▶ LISTED RECORDS:
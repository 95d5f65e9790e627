//! Data file access
//!
//! Reads take a shared advisory lock and writes an exclusive one, both on a
//! `<file>.lock` sidecar so the data file itself can be replaced by rename.
//! The lock keeps a reader from seeing a half-written file. It does not merge
//! concurrent updates: the last full write wins.

use std::ffi::OsString;
use std::fs::{self, File, OpenOptions};
use std::io::{self, BufWriter, Write};
use std::path::{Path, PathBuf};

use fs2::FileExt;

use super::store::StoreError;

fn sibling(path: &Path, suffix: &str) -> PathBuf {
    let mut name = path
        .file_name()
        .map(OsString::from)
        .unwrap_or_else(|| OsString::from("quickjump"));
    name.push(suffix);
    path.with_file_name(name)
}

/// Returns the sidecar lock path for a data file
pub fn lock_path(path: &Path) -> PathBuf {
    sibling(path, ".lock")
}

fn open_lock(path: &Path) -> io::Result<File> {
    OpenOptions::new()
        .read(true)
        .write(true)
        .create(true)
        .truncate(false)
        .open(lock_path(path))
}

/// Reads the whole data file, or `None` when it does not exist
pub fn read(path: &Path) -> Result<Option<Vec<u8>>, StoreError> {
    if !path.exists() {
        return Ok(None);
    }

    // Read-only locations still get read, just without the lock
    let lock = match open_lock(path) {
        Ok(file) => match file.lock_shared() {
            Ok(()) => Some(file),
            Err(e) => {
                tracing::debug!(error = %e, "reading without shared lock");
                None
            }
        },
        Err(e) => {
            tracing::debug!(error = %e, "lock file unavailable, reading without lock");
            None
        }
    };

    let bytes = fs::read(path).map_err(|source| StoreError::Io {
        path: path.to_path_buf(),
        source,
    })?;

    drop(lock);
    Ok(Some(bytes))
}

/// Replaces the data file with `bytes` via a temp file and rename
pub fn write(path: &Path, bytes: &[u8]) -> Result<(), StoreError> {
    let write_err = |source: io::Error| StoreError::Write {
        path: path.to_path_buf(),
        source,
    };

    if let Some(parent) = path.parent() {
        if !parent.as_os_str().is_empty() {
            fs::create_dir_all(parent).map_err(write_err)?;
        }
    }

    let lock = open_lock(path).map_err(write_err)?;
    lock.lock_exclusive().map_err(write_err)?;

    let temp_path = sibling(path, ".tmp");
    let written = write_temp(&temp_path, bytes).and_then(|()| fs::rename(&temp_path, path));
    if let Err(source) = written {
        let _ = fs::remove_file(&temp_path);
        return Err(write_err(source));
    }

    tracing::debug!(path = %path.display(), bytes = bytes.len(), "data file written");
    Ok(())
}

fn write_temp(temp_path: &Path, bytes: &[u8]) -> io::Result<()> {
    let file = File::create(temp_path)?;
    let mut writer = BufWriter::new(file);
    writer.write_all(bytes)?;
    writer.flush()
}
//! Commands that edit named paths: `set` and `reset`

use anyhow::{bail, Result};

use super::output::Output;
use crate::domain::path::absolutize;
use crate::domain::{MatchScope, ResetScope};
use crate::storage::QuickJump;

pub fn set(
    output: &Output,
    jumper: &mut QuickJump,
    name: &str,
    path: Option<&str>,
    overwrite: bool,
) -> Result<()> {
    if name.is_empty() {
        bail!("Name must not be empty");
    }

    let resolved = absolutize(path.unwrap_or("."), &jumper.store().current_dir());

    if !overwrite {
        if let Some(existing) = jumper.store().named_path(name) {
            bail!(
                "'{}' already points to {} (use --override to replace it)",
                name,
                existing
            );
        }
    }

    if !jumper.add_named(name, &resolved, overwrite) {
        bail!("Not a directory: {}", resolved);
    }

    if output.is_json() {
        output.data(&serde_json::json!({
            "success": true,
            "name": name,
            "path": resolved,
        }));
    } else {
        output.success(&format!("Set {} -> {}", name, resolved));
    }

    Ok(())
}

pub fn reset(output: &Output, jumper: &mut QuickJump, scope: MatchScope) -> Result<()> {
    let scope = ResetScope::from(scope);
    jumper.reset(scope);

    let what = match scope {
        ResetScope::All => "named paths and history",
        ResetScope::Named => "named paths",
        ResetScope::History => "history",
    };
    output.success(&format!("Cleared {}", what));

    Ok(())
}
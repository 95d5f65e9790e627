//! quickjump - jump to named and recently visited directories
//!
//! quickjump remembers directories you `cd` into and directories you give
//! short names, and resolves keywords back to paths so a shell function can
//! jump there. The engine lives in [`storage`]; [`shell`] supplies the
//! scripts that hook it into bash and zsh.

pub mod domain;
pub mod storage;
pub mod shell;
pub mod cli;

pub use domain::{MatchScope, ResetScope, StorageDocument};
pub use storage::{Config, JumpStore, QuickJump, StoreError};
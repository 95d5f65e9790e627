//! Configuration handling for quickjump
//!
//! Configuration is stored in `~/.config/quickjump/config.toml` (or the
//! platform equivalent), overridable with `--config` / `$QUICKJUMP_CONFIG`.

use std::collections::BTreeMap;
use std::fs;
use std::path::{Path, PathBuf};

use anyhow::{Context, Result};
use directories::{ProjectDirs, UserDirs};
use serde::{Deserialize, Serialize};
use thiserror::Error;

/// Shell function name used when nothing else is configured
pub const DEFAULT_BIND_FUNC: &str = "jump";

/// File name of the data file inside the data directory
pub const DATA_FILE_NAME: &str = "quickjump.json";

#[derive(Debug, Error)]
pub enum ConfigError {
    #[error("Invalid configuration: {0}")]
    Invalid(String),

    #[error("Failed to parse configuration: {0}")]
    Parse(String),
}

/// User configuration
#[derive(Debug, Clone, Serialize, Deserialize, Default, PartialEq, Eq)]
#[serde(default)]
pub struct Config {
    /// Where jump data is kept (defaults to the per-user data directory)
    pub data_file: Option<PathBuf>,

    /// Name of the shell function that jumps (defaults to `jump`)
    pub bind_func: Option<String>,

    /// Static aliases merged into the named paths at startup
    pub aliases: BTreeMap<String, String>,

    /// Per-shell template files replacing the built-in scripts
    pub shell_templates: BTreeMap<String, PathBuf>,
}

impl Config {
    /// Loads configuration from `path`, or from the default location.
    ///
    /// An explicit path must exist; a missing default file yields defaults.
    pub fn load(path: Option<&Path>) -> Result<Self> {
        let (config_path, explicit) = match path {
            Some(p) => (p.to_path_buf(), true),
            None => match Self::default_config_path() {
                Some(p) => (p, false),
                None => return Ok(Self::default()),
            },
        };

        if !config_path.exists() {
            if explicit {
                anyhow::bail!("Config file not found: {}", config_path.display());
            }
            return Ok(Self::default());
        }

        let content = fs::read_to_string(&config_path)
            .with_context(|| format!("Failed to read config: {}", config_path.display()))?;

        let config = Self::parse(&content)
            .with_context(|| format!("Failed to parse config: {}", config_path.display()))?;

        tracing::debug!(
            path = %config_path.display(),
            aliases = config.aliases.len(),
            "configuration loaded"
        );
        Ok(config)
    }

    /// Parses and validates a TOML document
    pub fn parse(content: &str) -> Result<Self, ConfigError> {
        let config: Config =
            toml::from_str(content).map_err(|e| ConfigError::Parse(e.to_string()))?;
        config.validate()?;
        Ok(config)
    }

    fn validate(&self) -> Result<(), ConfigError> {
        if let Some(func) = &self.bind_func {
            if !is_valid_function_name(func) {
                return Err(ConfigError::Invalid(format!(
                    "bind_func '{}' is not a valid shell function name",
                    func
                )));
            }
        }

        if let Some(name) = self.aliases.keys().find(|name| name.is_empty()) {
            return Err(ConfigError::Invalid(format!(
                "alias names must not be empty (got '{}')",
                name
            )));
        }

        Ok(())
    }

    /// Returns the per-user config directory
    pub fn global_config_dir() -> Option<PathBuf> {
        project_dirs().map(|dirs| dirs.config_dir().to_path_buf())
    }

    /// Returns the default config file path
    pub fn default_config_path() -> Option<PathBuf> {
        Self::global_config_dir().map(|dir| dir.join("config.toml"))
    }

    /// Returns the default data file path
    pub fn default_data_file() -> Option<PathBuf> {
        project_dirs().map(|dirs| dirs.data_dir().join(DATA_FILE_NAME))
    }

    /// Returns the configured data file, falling back to the default location
    pub fn data_file_path(&self) -> Result<PathBuf> {
        match &self.data_file {
            Some(path) => Ok(expand_home(&path.to_string_lossy()).into()),
            None => Self::default_data_file()
                .ok_or_else(|| anyhow::anyhow!("Could not determine data directory")),
        }
    }

    /// Returns the shell function name to bind
    pub fn bind_func(&self) -> &str {
        self.bind_func.as_deref().unwrap_or(DEFAULT_BIND_FUNC)
    }

    /// Aliases with a leading `~` expanded to the home directory
    pub fn expanded_aliases(&self) -> BTreeMap<String, String> {
        self.aliases
            .iter()
            .map(|(name, path)| (name.clone(), expand_home(path)))
            .collect()
    }

    /// Template override paths with a leading `~` expanded
    pub fn expanded_shell_templates(&self) -> BTreeMap<String, PathBuf> {
        self.shell_templates
            .iter()
            .map(|(shell, path)| (shell.clone(), expand_home(&path.to_string_lossy()).into()))
            .collect()
    }
}

/// Returns true if `name` can be used as a shell function name
pub fn is_valid_function_name(name: &str) -> bool {
    !name.is_empty()
        && !name.starts_with(|c: char| c.is_ascii_digit() || c == '-')
        && name
            .chars()
            .all(|c| c.is_ascii_alphanumeric() || c == '_' || c == '-')
}

fn project_dirs() -> Option<ProjectDirs> {
    ProjectDirs::from("dev", "quickjump", "quickjump")
}

/// Expands a leading `~` or `~/` to the user's home directory
pub fn expand_home(path: &str) -> String {
    let rest = match path.strip_prefix('~') {
        Some(rest) if rest.is_empty() || rest.starts_with('/') || rest.starts_with('\\') => rest,
        _ => return path.to_string(),
    };

    match UserDirs::new() {
        Some(dirs) => format!("{}{}", dirs.home_dir().display(), rest),
        None => path.to_string(),
    }
}
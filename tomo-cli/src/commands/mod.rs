//! CLI command implementations

mod build;
mod info;
mod validate;

pub use build::{build, BuildArgs};
pub use info::info;
pub use validate::validate;
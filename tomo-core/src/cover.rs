//! Cover image retrieval

use crate::error::ResourceError;
use std::path::Path;
use std::time::Duration;

/// Source of raw cover image bytes
pub trait CoverSource: Send + Sync {
    /// Fetch the image behind `url`.
    ///
    /// # Errors
    ///
    /// Returns [`ResourceError::CoverUnavailable`] when the image cannot be
    /// retrieved or is empty.
    fn fetch(&self, url: &str) -> Result<Vec<u8>, ResourceError>;
}

/// Fetches covers over HTTP(S); `file://` URLs and bare paths are read from disk
#[derive(Debug, Clone)]
pub struct HttpCoverSource {
    connect_timeout: Duration,
    timeout: Duration,
}

impl HttpCoverSource {
    pub fn new(connect_timeout: Duration, timeout: Duration) -> Self {
        Self {
            connect_timeout,
            timeout,
        }
    }

    fn fetch_http(&self, url: &str) -> Result<Vec<u8>, String> {
        // Built per fetch: a blocking client must not outlive the calling thread's runtime
        let client = reqwest::blocking::Client::builder()
            .connect_timeout(self.connect_timeout)
            .timeout(self.timeout)
            .build()
            .map_err(|e| e.to_string())?;

        let response = client
            .get(url)
            .send()
            .and_then(|r| r.error_for_status())
            .map_err(|e| e.to_string())?;

        response
            .bytes()
            .map(|b| b.to_vec())
            .map_err(|e| e.to_string())
    }
}

impl Default for HttpCoverSource {
    fn default() -> Self {
        Self::new(Duration::from_secs(15), Duration::from_secs(60))
    }
}

impl CoverSource for HttpCoverSource {
    fn fetch(&self, url: &str) -> Result<Vec<u8>, ResourceError> {
        let unavailable = |reason: String| ResourceError::CoverUnavailable {
            url: url.to_string(),
            reason,
        };

        let bytes = if url.starts_with("http://") || url.starts_with("https://") {
            self.fetch_http(url).map_err(unavailable)?
        } else {
            let path = url.strip_prefix("file://").unwrap_or(url);
            std::fs::read(Path::new(path)).map_err(|e| unavailable(e.to_string()))?
        };

        if bytes.is_empty() {
            return Err(unavailable("empty image".to_string()));
        }

        tracing::debug!("Fetched cover from {} ({} bytes)", url, bytes.len());
        Ok(bytes)
    }
}
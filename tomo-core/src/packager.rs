//! Zip packaging of a populated working directory
//!
//! The archive is written to a temporary file next to its final path and
//! renamed into place only once the zip is complete, so a failed build never
//! leaves a partial archive behind.

use crate::error::PackagingError;
use crate::types::{paths, Package};
use crate::workdir::WorkingDirectory;
use std::io::Write;
use std::path::Path;
use zip::write::SimpleFileOptions;
use zip::{CompressionMethod, ZipWriter};

/// Write the archive for `package` from the artifacts in `workdir` to `output`.
///
/// Entry order: `mimetype` (stored), container, package document, then every
/// manifest entry in manifest order.
pub fn package_archive(
    workdir: &WorkingDirectory,
    package: &Package,
    output: &Path,
) -> Result<(), PackagingError> {
    let parent = output
        .parent()
        .filter(|p| !p.as_os_str().is_empty())
        .unwrap_or_else(|| Path::new("."));
    let mut temp = tempfile::Builder::new()
        .prefix(".tomo-")
        .suffix(".epub.part")
        .tempfile_in(parent)?;

    {
        let mut zip = ZipWriter::new(temp.as_file_mut());
        let stored = SimpleFileOptions::default().compression_method(CompressionMethod::Stored);
        let deflated = SimpleFileOptions::default().compression_method(CompressionMethod::Deflated);

        add_entry(&mut zip, workdir, paths::MIMETYPE, stored)?;
        add_entry(&mut zip, workdir, paths::CONTAINER, deflated)?;
        add_entry(&mut zip, workdir, paths::PACKAGE, deflated)?;
        for entry in &package.manifest {
            add_entry(&mut zip, workdir, &entry.href, deflated)?;
        }

        zip.finish()?;
    }
    temp.as_file().sync_all()?;

    temp.persist(output)
        .map_err(|e| PackagingError::Persist {
            path: output.to_path_buf(),
            source: e.error,
        })?;

    tracing::debug!(
        "Packaged {} entries into {:?}",
        package.manifest.len() + 3,
        output
    );
    Ok(())
}

fn add_entry<W: Write + std::io::Seek>(
    zip: &mut ZipWriter<W>,
    workdir: &WorkingDirectory,
    name: &str,
    options: SimpleFileOptions,
) -> Result<(), PackagingError> {
    let bytes = workdir.read(name)?;
    zip.start_file(name, options)?;
    zip.write_all(&bytes)?;
    Ok(())
}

▶ PROBLEM TO SOLVE: Look above and repeat, character for character, the lines from the first one to the line with "a data file", counting both.

▶ ANSWER SECTION:
repository 95d5f65e9790e627
//! Data file access
//!
//! Reads take a shared advisory lock and writes an exclusive one, both on a
//! `<file>.lock` sidecar so the data file itself can be replaced by rename.
//! The lock keeps a reader from seeing a half-written file. It does not merge
//! concurrent updates: the last full write wins.

use std::ffi::OsString;
use std::fs::{self, File, OpenOptions};
use std::io::{self, BufWriter, Write};
use std::path::{Path, PathBuf};

use fs2::FileExt;

use super::store::StoreError;

fn sibling(path: &Path, suffix: &str) -> PathBuf {
    let mut name = path
        .file_name()
        .map(OsString::from)
        .unwrap_or_else(|| OsString::from("quickjump"));
    name.push(suffix);
    path.with_file_name(name)
}

/// Returns the sidecar lock path for a data file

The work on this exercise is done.